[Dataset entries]
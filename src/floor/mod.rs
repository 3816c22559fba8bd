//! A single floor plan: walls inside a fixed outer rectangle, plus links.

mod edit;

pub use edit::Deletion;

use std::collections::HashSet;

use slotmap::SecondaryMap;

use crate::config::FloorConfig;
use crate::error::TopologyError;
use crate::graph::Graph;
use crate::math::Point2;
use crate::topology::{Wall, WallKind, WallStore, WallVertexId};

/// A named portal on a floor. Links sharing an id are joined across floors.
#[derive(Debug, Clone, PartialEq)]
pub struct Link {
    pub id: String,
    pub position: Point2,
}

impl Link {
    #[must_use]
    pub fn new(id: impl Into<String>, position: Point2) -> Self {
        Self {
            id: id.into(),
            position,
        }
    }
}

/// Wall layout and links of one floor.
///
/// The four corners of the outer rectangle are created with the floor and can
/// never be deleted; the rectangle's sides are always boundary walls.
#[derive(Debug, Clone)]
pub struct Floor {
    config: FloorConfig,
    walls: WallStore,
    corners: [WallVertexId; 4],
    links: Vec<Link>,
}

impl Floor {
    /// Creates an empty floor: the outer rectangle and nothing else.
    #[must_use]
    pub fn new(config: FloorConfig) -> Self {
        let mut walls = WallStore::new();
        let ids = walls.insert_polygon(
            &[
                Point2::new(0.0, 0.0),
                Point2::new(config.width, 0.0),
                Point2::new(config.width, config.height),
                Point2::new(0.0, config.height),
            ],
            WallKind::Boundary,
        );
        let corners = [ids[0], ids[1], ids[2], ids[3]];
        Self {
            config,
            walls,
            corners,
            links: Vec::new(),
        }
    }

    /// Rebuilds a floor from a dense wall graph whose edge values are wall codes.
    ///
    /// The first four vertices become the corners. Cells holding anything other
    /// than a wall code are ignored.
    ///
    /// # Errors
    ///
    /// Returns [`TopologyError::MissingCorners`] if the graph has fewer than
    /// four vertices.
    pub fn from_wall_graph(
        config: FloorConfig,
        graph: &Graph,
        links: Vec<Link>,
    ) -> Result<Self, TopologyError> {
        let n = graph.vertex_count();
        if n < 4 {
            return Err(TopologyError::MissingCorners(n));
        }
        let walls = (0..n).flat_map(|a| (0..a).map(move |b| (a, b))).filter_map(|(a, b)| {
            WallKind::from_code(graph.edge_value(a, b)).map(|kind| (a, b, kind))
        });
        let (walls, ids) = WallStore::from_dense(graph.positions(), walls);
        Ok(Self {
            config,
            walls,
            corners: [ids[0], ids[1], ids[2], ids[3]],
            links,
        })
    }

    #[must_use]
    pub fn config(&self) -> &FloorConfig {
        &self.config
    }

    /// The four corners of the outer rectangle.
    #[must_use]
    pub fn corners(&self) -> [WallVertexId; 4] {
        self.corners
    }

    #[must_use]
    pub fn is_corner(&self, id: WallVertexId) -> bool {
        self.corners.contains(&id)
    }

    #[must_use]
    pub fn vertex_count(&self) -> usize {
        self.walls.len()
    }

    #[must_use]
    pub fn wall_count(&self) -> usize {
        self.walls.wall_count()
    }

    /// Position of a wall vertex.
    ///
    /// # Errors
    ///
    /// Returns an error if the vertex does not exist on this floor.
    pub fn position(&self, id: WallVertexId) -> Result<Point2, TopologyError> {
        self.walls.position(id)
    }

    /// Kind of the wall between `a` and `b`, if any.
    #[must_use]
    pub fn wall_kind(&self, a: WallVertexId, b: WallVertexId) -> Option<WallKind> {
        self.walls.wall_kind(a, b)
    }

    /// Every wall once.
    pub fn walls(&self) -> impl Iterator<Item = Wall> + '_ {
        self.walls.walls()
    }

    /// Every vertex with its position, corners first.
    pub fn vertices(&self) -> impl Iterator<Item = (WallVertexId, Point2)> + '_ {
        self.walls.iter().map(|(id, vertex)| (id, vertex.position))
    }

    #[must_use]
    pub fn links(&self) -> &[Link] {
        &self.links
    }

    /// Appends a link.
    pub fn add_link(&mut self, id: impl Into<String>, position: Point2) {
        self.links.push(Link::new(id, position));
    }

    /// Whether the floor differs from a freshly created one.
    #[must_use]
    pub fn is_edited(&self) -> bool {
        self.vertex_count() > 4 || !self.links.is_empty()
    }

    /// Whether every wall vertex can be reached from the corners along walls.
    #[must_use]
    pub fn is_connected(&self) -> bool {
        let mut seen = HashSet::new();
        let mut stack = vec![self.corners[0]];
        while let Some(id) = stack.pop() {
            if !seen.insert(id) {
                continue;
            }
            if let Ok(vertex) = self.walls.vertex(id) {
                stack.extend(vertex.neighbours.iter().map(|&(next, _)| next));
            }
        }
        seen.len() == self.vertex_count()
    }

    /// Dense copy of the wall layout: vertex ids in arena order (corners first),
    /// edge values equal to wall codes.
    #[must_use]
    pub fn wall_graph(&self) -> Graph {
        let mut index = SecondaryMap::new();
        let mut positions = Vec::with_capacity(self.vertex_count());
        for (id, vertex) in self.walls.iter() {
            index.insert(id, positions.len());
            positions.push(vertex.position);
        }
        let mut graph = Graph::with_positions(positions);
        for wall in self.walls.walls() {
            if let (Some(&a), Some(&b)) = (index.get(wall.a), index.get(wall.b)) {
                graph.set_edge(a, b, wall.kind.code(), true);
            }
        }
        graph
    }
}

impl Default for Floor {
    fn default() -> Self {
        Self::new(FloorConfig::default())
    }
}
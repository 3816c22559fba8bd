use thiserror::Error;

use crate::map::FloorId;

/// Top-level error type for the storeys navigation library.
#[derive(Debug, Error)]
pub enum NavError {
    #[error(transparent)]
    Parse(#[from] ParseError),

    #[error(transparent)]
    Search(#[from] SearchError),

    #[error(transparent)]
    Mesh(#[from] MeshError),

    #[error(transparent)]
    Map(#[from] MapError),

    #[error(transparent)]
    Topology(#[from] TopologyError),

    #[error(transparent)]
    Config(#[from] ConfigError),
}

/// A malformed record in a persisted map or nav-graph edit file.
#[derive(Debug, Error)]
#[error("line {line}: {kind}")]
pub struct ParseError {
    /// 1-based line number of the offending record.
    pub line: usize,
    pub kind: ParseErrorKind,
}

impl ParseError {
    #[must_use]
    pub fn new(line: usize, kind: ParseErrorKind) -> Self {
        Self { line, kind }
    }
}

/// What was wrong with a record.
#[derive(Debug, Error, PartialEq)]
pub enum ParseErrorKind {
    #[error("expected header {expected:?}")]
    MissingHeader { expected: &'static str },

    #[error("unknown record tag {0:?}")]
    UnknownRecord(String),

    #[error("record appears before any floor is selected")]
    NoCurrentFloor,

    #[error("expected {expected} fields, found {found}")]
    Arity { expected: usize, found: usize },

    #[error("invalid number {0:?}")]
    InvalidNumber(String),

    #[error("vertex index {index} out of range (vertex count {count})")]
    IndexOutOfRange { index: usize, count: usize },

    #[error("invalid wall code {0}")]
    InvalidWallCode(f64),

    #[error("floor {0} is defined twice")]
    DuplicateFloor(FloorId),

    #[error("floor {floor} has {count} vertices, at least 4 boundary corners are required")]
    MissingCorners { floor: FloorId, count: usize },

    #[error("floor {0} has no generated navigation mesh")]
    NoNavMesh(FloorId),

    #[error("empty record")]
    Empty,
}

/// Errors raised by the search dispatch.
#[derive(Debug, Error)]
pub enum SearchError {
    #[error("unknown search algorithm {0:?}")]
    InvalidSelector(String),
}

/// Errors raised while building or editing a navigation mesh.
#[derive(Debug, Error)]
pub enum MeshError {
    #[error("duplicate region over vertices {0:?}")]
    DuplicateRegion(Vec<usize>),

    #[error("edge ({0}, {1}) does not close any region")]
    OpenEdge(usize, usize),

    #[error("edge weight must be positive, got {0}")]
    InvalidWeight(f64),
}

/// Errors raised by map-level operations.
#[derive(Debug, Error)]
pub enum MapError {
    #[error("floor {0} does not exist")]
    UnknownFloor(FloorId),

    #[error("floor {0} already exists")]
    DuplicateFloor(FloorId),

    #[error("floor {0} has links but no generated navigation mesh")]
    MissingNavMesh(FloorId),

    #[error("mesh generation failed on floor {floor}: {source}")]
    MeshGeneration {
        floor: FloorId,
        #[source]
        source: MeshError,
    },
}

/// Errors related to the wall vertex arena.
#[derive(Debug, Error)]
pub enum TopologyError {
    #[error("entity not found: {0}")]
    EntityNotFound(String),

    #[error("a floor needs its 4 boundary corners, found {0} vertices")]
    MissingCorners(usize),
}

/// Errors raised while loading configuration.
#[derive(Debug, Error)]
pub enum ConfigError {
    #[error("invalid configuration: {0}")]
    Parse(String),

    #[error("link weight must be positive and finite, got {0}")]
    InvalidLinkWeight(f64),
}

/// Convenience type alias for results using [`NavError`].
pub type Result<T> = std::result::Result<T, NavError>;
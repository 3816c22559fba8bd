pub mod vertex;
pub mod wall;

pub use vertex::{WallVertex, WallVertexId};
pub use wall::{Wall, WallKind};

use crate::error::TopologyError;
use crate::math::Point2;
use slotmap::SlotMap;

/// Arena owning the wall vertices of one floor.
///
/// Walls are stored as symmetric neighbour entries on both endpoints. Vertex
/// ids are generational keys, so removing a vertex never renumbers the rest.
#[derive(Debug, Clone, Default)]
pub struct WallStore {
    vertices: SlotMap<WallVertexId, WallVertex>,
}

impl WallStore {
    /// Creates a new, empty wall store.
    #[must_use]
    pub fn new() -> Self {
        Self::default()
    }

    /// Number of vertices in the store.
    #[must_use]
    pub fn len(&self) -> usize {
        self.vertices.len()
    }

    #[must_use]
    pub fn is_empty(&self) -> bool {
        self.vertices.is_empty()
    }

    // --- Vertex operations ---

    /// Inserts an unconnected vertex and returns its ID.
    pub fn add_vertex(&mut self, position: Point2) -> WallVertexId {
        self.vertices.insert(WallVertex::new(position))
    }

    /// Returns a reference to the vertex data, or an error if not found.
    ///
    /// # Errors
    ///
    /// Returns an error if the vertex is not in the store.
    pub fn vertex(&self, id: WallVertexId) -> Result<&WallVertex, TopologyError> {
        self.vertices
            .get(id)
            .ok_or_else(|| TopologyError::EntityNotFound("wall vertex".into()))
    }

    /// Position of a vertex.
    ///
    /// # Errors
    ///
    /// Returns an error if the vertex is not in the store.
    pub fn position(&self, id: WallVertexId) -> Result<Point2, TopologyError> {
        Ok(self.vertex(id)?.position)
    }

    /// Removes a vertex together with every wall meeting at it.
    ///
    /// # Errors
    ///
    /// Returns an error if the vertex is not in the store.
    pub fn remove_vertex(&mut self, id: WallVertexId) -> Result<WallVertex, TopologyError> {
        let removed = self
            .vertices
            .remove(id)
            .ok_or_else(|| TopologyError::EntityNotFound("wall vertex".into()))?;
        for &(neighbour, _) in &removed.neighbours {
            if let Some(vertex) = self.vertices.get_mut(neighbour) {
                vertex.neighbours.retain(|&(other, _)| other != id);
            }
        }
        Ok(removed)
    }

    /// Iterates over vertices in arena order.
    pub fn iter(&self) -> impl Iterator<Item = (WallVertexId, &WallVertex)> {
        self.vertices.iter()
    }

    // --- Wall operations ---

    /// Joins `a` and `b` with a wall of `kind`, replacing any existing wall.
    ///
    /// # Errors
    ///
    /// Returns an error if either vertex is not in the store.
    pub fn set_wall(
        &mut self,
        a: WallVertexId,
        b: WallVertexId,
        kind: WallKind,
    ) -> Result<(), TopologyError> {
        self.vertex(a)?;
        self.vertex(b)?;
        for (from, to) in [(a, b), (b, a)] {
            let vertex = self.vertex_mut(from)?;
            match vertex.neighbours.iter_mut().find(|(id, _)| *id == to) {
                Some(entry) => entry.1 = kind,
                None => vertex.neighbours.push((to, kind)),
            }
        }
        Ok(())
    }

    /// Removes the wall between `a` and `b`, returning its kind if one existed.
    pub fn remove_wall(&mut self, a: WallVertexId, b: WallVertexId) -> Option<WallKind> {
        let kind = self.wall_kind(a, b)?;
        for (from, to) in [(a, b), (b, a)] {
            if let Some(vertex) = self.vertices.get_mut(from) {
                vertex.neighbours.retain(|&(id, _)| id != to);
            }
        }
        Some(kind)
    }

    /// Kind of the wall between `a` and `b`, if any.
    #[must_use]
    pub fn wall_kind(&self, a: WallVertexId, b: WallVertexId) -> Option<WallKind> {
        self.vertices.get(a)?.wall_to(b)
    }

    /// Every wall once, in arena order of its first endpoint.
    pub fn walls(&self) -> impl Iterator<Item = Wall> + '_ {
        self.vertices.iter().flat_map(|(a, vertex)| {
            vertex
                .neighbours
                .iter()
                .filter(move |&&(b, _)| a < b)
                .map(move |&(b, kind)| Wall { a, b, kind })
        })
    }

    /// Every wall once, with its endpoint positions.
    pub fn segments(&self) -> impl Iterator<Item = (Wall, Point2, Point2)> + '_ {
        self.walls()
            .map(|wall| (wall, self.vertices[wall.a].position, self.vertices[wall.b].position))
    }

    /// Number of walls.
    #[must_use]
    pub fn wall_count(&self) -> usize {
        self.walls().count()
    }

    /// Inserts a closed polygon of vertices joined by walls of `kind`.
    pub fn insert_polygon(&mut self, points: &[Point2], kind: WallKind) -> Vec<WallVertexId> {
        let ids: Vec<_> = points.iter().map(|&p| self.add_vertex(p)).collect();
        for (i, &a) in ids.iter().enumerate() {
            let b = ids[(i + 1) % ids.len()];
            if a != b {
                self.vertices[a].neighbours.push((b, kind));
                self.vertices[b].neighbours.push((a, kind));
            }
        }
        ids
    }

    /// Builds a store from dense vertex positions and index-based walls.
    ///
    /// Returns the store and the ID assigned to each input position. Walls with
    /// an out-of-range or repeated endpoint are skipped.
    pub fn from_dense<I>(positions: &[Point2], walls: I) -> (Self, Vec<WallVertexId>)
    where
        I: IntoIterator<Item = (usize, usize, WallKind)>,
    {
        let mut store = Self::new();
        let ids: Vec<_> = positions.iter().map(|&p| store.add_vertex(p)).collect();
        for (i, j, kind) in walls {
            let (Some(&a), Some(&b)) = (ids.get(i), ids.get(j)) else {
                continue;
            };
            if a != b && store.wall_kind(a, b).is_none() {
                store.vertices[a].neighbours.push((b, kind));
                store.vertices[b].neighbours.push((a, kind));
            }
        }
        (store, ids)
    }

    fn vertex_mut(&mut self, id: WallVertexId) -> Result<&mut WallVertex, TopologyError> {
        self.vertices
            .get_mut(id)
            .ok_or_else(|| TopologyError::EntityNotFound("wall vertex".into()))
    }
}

* What is expected
Across the records above, return every line that contains the word "seen".

* Output of the exercise
        let mut seen = HashSet::new();
            if !seen.insert(id) {
        seen.len() == self.vertex_count()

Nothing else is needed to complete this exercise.